ACTION ITEM ->
Type out the entries again, keeping every word unchanged.

DATASET RECORDS ->
___

//! Output filename resolution.
//!
//! Exactly one of two branches applies per image:
//!
//! - **Custom name**: a non-blank custom base, optionally slugified. In a
//!   batch of more than one file the 1-based index is appended, zero-padded
//!   to three digits (`shoe_002`). Single-file runs get no suffix.
//! - **Source name**: the source file stem, optionally slugified, followed by
//!   `_` and a millisecond timestamp (`photo_20261016093005123`).
//!
//! The final filename is `{base}.{extension}`.

use crate::config::BatchPosition;
use crate::slug::optimize_filename;
use chrono::{Local, NaiveDateTime};
use std::path::Path;

/// `YYYYMMDDHHMMSSmmm`
const TIMESTAMP_FORMAT: &str = "%Y%m%d%H%M%S%3f";

/// Source of "now" for timestamp naming. Injected so runs are reproducible.
pub trait Clock: Sync {
    fn now(&self) -> NaiveDateTime;
}

/// Local wall-clock time.
pub struct SystemClock;

impl Clock for SystemClock {
    fn now(&self) -> NaiveDateTime {
        Local::now().naive_local()
    }
}

/// Always returns the same instant.
pub struct FixedClock(pub NaiveDateTime);

impl Clock for FixedClock {
    fn now(&self) -> NaiveDateTime {
        self.0
    }
}

pub fn format_timestamp(at: NaiveDateTime) -> String {
    at.format(TIMESTAMP_FORMAT).to_string()
}

fn custom_base(custom_name: Option<&str>) -> Option<&str> {
    custom_name.map(str::trim).filter(|n| !n.is_empty())
}

fn source_stem(source: &Path) -> String {
    source
        .file_stem()
        .map(|s| s.to_string_lossy().into_owned())
        .unwrap_or_default()
}

/// Base filename (no extension) for one output.
pub fn resolve_base_name(
    source: &Path,
    custom_name: Option<&str>,
    seo: bool,
    batch: BatchPosition,
    clock: &dyn Clock,
) -> String {
    let slugify = |name: &str| {
        if seo {
            optimize_filename(name)
        } else {
            name.to_string()
        }
    };

    match custom_base(custom_name) {
        Some(name) => {
            let base = slugify(name);
            if batch.total > 1 {
                format!("{base}_{:03}", batch.current_index.max(1))
            } else {
                base
            }
        }
        None => format!(
            "{}_{}",
            slugify(&source_stem(source)),
            format_timestamp(clock.now())
        ),
    }
}

/// Full output filename: `{base}.{extension}`.
pub fn resolve_filename(
    source: &Path,
    custom_name: Option<&str>,
    seo: bool,
    batch: BatchPosition,
    extension: &str,
    clock: &dyn Clock,
) -> String {
    format!(
        "{}.{extension}",
        resolve_base_name(source, custom_name, seo, batch, clock)
    )
}

/// The name the user will see, before batch index or timestamp are added.
pub fn preview_filename(source_name: &str, custom_name: Option<&str>, seo: bool) -> String {
    let name = match custom_base(custom_name) {
        Some(name) => name.to_string(),
        None => source_stem(Path::new(source_name)),
    };
    if seo { optimize_filename(&name) } else { name }
}
//! P2PKH script signatures for transparent inputs.

use anyhow::bail;
use anyhow::Context;
use secp256k1::ecdsa::Signature;
use secp256k1::Message;
use secp256k1::PublicKey;
use secp256k1::Secp256k1;

use crate::models::blockchain::digest::Hash256;
use crate::models::blockchain::transaction::sighash::signature_hash;
use crate::models::blockchain::transaction::sighash::ShieldedEffects;
use crate::models::blockchain::transaction::sighash::SignableInput;
use crate::models::blockchain::transaction::sighash::SIGHASH_ALL;
use crate::models::blockchain::transaction::transparent::KeyId;
use crate::models::blockchain::transaction::transparent::Script;
use crate::models::blockchain::transaction::transparent::TransparentInputInfo;
use crate::models::blockchain::transaction::Transaction;
use crate::models::state::wallet::keystore::KeyStore;
use crate::models::state::wallet::keystore::TransparentSecretKey;

/// `<DER signature || hash type> <compressed public key>`
pub fn p2pkh_script_sig(key: &TransparentSecretKey, sighash: &Hash256, hash_type: u8) -> Script {
    let secp = Secp256k1::signing_only();
    let message = Message::from_digest(sighash.to_bytes());
    let signature = secp.sign_ecdsa(&message, key.secret_key());

    let mut sig_bytes = signature.serialize_der().to_vec();
    sig_bytes.push(hash_type);

    let mut script_sig = Script::new();
    script_sig.push_data(&sig_bytes);
    script_sig.push_data(&key.public_key_bytes());
    script_sig
}

/// Sign input `index` of `tx`, which spends the P2PKH coin `infos[index]`.
pub fn sign_input(
    tx: &Transaction,
    index: usize,
    infos: &[TransparentInputInfo],
    shielded: &ShieldedEffects,
    keystore: &dyn KeyStore,
) -> anyhow::Result<Script> {
    let info = infos
        .get(index)
        .with_context(|| format!("no coin information for input {index}"))?;
    let Some(key_id) = info.script_pubkey.p2pkh_key_id() else {
        bail!("scriptPubKey {:?} is not pay-to-public-key-hash", info.script_pubkey);
    };
    let key = keystore
        .transparent_secret_key(&key_id)
        .with_context(|| format!("keystore has no key for {key_id}"))?;

    let sighash = signature_hash(
        tx,
        SignableInput::Transparent {
            index,
            script_code: &info.script_pubkey,
            value: info.value,
        },
        SIGHASH_ALL,
        infos,
        shielded,
    )?;
    Ok(p2pkh_script_sig(&key, &sighash, SIGHASH_ALL))
}

/// Check the script signature of input `index` against the coin it spends.
pub fn verify_input(
    tx: &Transaction,
    index: usize,
    infos: &[TransparentInputInfo],
    shielded: &ShieldedEffects,
) -> anyhow::Result<()> {
    let txin = tx
        .vin
        .get(index)
        .with_context(|| format!("no input {index}"))?;
    let info = infos
        .get(index)
        .with_context(|| format!("no coin information for input {index}"))?;
    let expected_key_id = info
        .script_pubkey
        .p2pkh_key_id()
        .context("scriptPubKey is not pay-to-public-key-hash")?;

    let items = txin
        .script_sig
        .push_items()
        .context("scriptSig is not push-only")?;
    let [sig_bytes, pubkey_bytes] = items.as_slice() else {
        bail!("scriptSig has {} items, expected 2", items.len());
    };
    let Some((&hash_type, der)) = sig_bytes.split_last() else {
        bail!("empty signature");
    };

    if KeyId::from_pubkey(pubkey_bytes) != expected_key_id {
        bail!("public key does not hash to {expected_key_id}");
    }
    let public_key = PublicKey::from_slice(pubkey_bytes).context("invalid public key")?;
    let signature = Signature::from_der(der).context("invalid DER signature")?;

    let sighash = signature_hash(
        tx,
        SignableInput::Transparent {
            index,
            script_code: &info.script_pubkey,
            value: info.value,
        },
        hash_type,
        infos,
        shielded,
    )?;
    Secp256k1::verification_only()
        .verify_ecdsa(&Message::from_digest(sighash.to_bytes()), &signature, &public_key)
        .context("signature does not verify")?;
    Ok(())
}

___

RESPONSE FOR THIS EXERCISE ->
//! Output filename resolution.
//!
//! Exactly one of two branches applies per image:
//!
//! - **Custom name**: a non-blank custom base, optionally slugified. In a
//!   batch of more than one file the 1-based index is appended, zero-padded
//!   to three digits (`shoe_002`). Single-file runs get no suffix.
//! - **Source name**: the source file stem, optionally slugified, followed by
//!   `_` and a millisecond timestamp (`photo_20261016093005123`).
//!
//! The final filename is `{base}.{extension}`.

use crate::config::BatchPosition;
use crate::slug::optimize_filename;
use chrono::{Local, NaiveDateTime};
use std::path::Path;

/// `YYYYMMDDHHMMSSmmm`
const TIMESTAMP_FORMAT: &str = "%Y%m%d%H%M%S%3f";

/// Source of "now" for timestamp naming. Injected so runs are reproducible.
pub trait Clock: Sync {
    fn now(&self) -> NaiveDateTime;
}

/// Local wall-clock time.
pub struct SystemClock;

impl Clock for SystemClock {
    fn now(&self) -> NaiveDateTime {
        Local::now().naive_local()
    }
}

/// Always returns the same instant.
pub struct FixedClock(pub NaiveDateTime);

impl Clock for FixedClock {
    fn now(&self) -> NaiveDateTime {
        self.0
    }
}

pub fn format_timestamp(at: NaiveDateTime) -> String {
    at.format(TIMESTAMP_FORMAT).to_string()
}

fn custom_base(custom_name: Option<&str>) -> Option<&str> {
    custom_name.map(str::trim).filter(|n| !n.is_empty())
}

fn source_stem(source: &Path) -> String {
    source
        .file_stem()
        .map(|s| s.to_string_lossy().into_owned())
        .unwrap_or_default()
}

/// Base filename (no extension) for one output.
pub fn resolve_base_name(
    source: &Path,
    custom_name: Option<&str>,
    seo: bool,
    batch: BatchPosition,
    clock: &dyn Clock,
) -> String {
    let slugify = |name: &str| {
        if seo {
            optimize_filename(name)
        } else {
            name.to_string()
        }
    };

    match custom_base(custom_name) {
        Some(name) => {
            let base = slugify(name);
            if batch.total > 1 {
                format!("{base}_{:03}", batch.current_index.max(1))
            } else {
                base
            }
        }
        None => format!(
            "{}_{}",
            slugify(&source_stem(source)),
            format_timestamp(clock.now())
        ),
    }
}

/// Full output filename: `{base}.{extension}`.
pub fn resolve_filename(
    source: &Path,
    custom_name: Option<&str>,
    seo: bool,
    batch: BatchPosition,
    extension: &str,
    clock: &dyn Clock,
) -> String {
    format!(
        "{}.{extension}",
        resolve_base_name(source, custom_name, seo, batch, clock)
    )
}

/// The name the user will see, before batch index or timestamp are added.
pub fn preview_filename(source_name: &str, custom_name: Option<&str>, seo: bool) -> String {
    let name = match custom_base(custom_name) {
        Some(name) => name.to_string(),
        None => source_stem(Path::new(source_name)),
    };
    if seo { optimize_filename(&name) } else { name }
}
//! P2PKH script signatures for transparent inputs.

use anyhow::bail;
use anyhow::Context;
use secp256k1::ecdsa::Signature;
use secp256k1::Message;
use secp256k1::PublicKey;
use secp256k1::Secp256k1;

use crate::models::blockchain::digest::Hash256;
use crate::models::blockchain::transaction::sighash::signature_hash;
use crate::models::blockchain::transaction::sighash::ShieldedEffects;
use crate::models::blockchain::transaction::sighash::SignableInput;
use crate::models::blockchain::transaction::sighash::SIGHASH_ALL;
use crate::models::blockchain::transaction::transparent::KeyId;
use crate::models::blockchain::transaction::transparent::Script;
use crate::models::blockchain::transaction::transparent::TransparentInputInfo;
use crate::models::blockchain::transaction::Transaction;
use crate::models::state::wallet::keystore::KeyStore;
use crate::models::state::wallet::keystore::TransparentSecretKey;

/// `<DER signature || hash type> <compressed public key>`
pub fn p2pkh_script_sig(key: &TransparentSecretKey, sighash: &Hash256, hash_type: u8) -> Script {
    let secp = Secp256k1::signing_only();
    let message = Message::from_digest(sighash.to_bytes());
    let signature = secp.sign_ecdsa(&message, key.secret_key());

    let mut sig_bytes = signature.serialize_der().to_vec();
    sig_bytes.push(hash_type);

    let mut script_sig = Script::new();
    script_sig.push_data(&sig_bytes);
    script_sig.push_data(&key.public_key_bytes());
    script_sig
}

/// Sign input `index` of `tx`, which spends the P2PKH coin `infos[index]`.
pub fn sign_input(
    tx: &Transaction,
    index: usize,
    infos: &[TransparentInputInfo],
    shielded: &ShieldedEffects,
    keystore: &dyn KeyStore,
) -> anyhow::Result<Script> {
    let info = infos
        .get(index)
        .with_context(|| format!("no coin information for input {index}"))?;
    let Some(key_id) = info.script_pubkey.p2pkh_key_id() else {
        bail!("scriptPubKey {:?} is not pay-to-public-key-hash", info.script_pubkey);
    };
    let key = keystore
        .transparent_secret_key(&key_id)
        .with_context(|| format!("keystore has no key for {key_id}"))?;

    let sighash = signature_hash(
        tx,
        SignableInput::Transparent {
            index,
            script_code: &info.script_pubkey,
            value: info.value,
        },
        SIGHASH_ALL,
        infos,
        shielded,
    )?;
    Ok(p2pkh_script_sig(&key, &sighash, SIGHASH_ALL))
}

/// Check the script signature of input `index` against the coin it spends.
pub fn verify_input(
    tx: &Transaction,
    index: usize,
    infos: &[TransparentInputInfo],
    shielded: &ShieldedEffects,
) -> anyhow::Result<()> {
    let txin = tx
        .vin
        .get(index)
        .with_context(|| format!("no input {index}"))?;
    let info = infos
        .get(index)
        .with_context(|| format!("no coin information for input {index}"))?;
    let expected_key_id = info
        .script_pubkey
        .p2pkh_key_id()
        .context("scriptPubKey is not pay-to-public-key-hash")?;

    let items = txin
        .script_sig
        .push_items()
        .context("scriptSig is not push-only")?;
    let [sig_bytes, pubkey_bytes] = items.as_slice() else {
        bail!("scriptSig has {} items, expected 2", items.len());
    };
    let Some((&hash_type, der)) = sig_bytes.split_last() else {
        bail!("empty signature");
    };

    if KeyId::from_pubkey(pubkey_bytes) != expected_key_id {
        bail!("public key does not hash to {expected_key_id}");
    }
    let public_key = PublicKey::from_slice(pubkey_bytes).context("invalid public key")?;
    let signature = Signature::from_der(der).context("invalid DER signature")?;

    let sighash = signature_hash(
        tx,
        SignableInput::Transparent {
            index,
            script_code: &info.script_pubkey,
            value: info.value,
        },
        hash_type,
        infos,
        shielded,
    )?;
    Secp256k1::verification_only()
        .verify_ecdsa(&Message::from_digest(sighash.to_bytes()), &signature, &public_key)
        .context("signature does not verify")?;
    Ok(())
}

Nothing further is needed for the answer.